Scientific progress is erratic, unpredictable. “We are all foundering around in the dark,” said Peter B. Bach, director of the Center for Health Policy and Outcomes at Memorial Sloan-Kettering Cancer Center. “The one thing I can tell you is some of that foundering has borne fruit.” There are the few therapies, he said — like tamoxifen and Herceptin — that target specific tumor characteristics, and newer tests that estimate the chance of recurrence in estrogen-positive cancers, allowing lower-risk women to skip chemotherapy. “That’s not curing cancer,” Bach said, “but it’s progress. And yes, it’s slow.”
The idea that there could be one solution to breast cancer — screening, early detection, some universal cure — is certainly appealing. All of us — those who fear the disease, those who live with it, our friends and families, the corporations who swathe themselves in pink — wish it were true. Wearing a bracelet, sporting a ribbon, running a race or buying a pink blender expresses our hopes, and that feels good, even virtuous. But making a difference is more complicated than that.
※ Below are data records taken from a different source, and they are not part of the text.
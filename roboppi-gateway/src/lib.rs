//! Worker delegation gateway (spec.md §4.6-§4.7): per-kind CLI adapters
//! plus the gateway that runs the five-step delegation sequence against
//! whichever adapter a step's `worker_kind` names.

pub mod adapter;
pub mod commands;
pub mod events;
pub mod gateway;

pub use adapter::{CliAdapter, InlineAdapter, WorkerAdapter};
pub use events::WorkerEventStream;
pub use gateway::WorkerDelegationGateway;
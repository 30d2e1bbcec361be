//! Supervisor IPC protocol (spec.md §4.13): line-delimited JSON
//! request/response framing between a scheduler peer and the core, with
//! requestId correlation and a dispatch loop that never stops on a
//! malformed message or a handler failure.

pub mod correlator;
pub mod error;
pub mod framing;
pub mod handler;
pub mod protocol;
pub mod server;

pub use correlator::Correlator;
pub use error::{IpcError, IpcResult};
pub use framing::{FrameReader, FrameWriter, MAX_LINE_BYTES};
pub use handler::IpcHandler;
pub use protocol::{EscalationEventView, JobOutcome, Message};
pub use server::IpcServer;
It has been four decades since the former first lady Betty Ford went public with her breast-cancer diagnosis, shattering the stigma of the disease. It has been three decades since the founding of Komen. Two decades since the introduction of the pink ribbon. Yet all that well-meaning awareness has ultimately made women less conscious of the facts: obscuring the limits of screening, conflating risk with disease, compromising our decisions about health care, celebrating “cancer survivors” who may have never required treating. And ultimately, it has come at the expense of those whose lives are most at risk.
Editor: Ilena Silverman
This article has been revised to reflect the following correction:
Correction: April 28, 2013
An article on Page 36 this weekend about breast cancer awareness misidentifies the reduction in the chance that a woman in her 50s will die of breast cancer over the next 10 years if she undergoes screening. It is .07 percentage points, not .07 percent.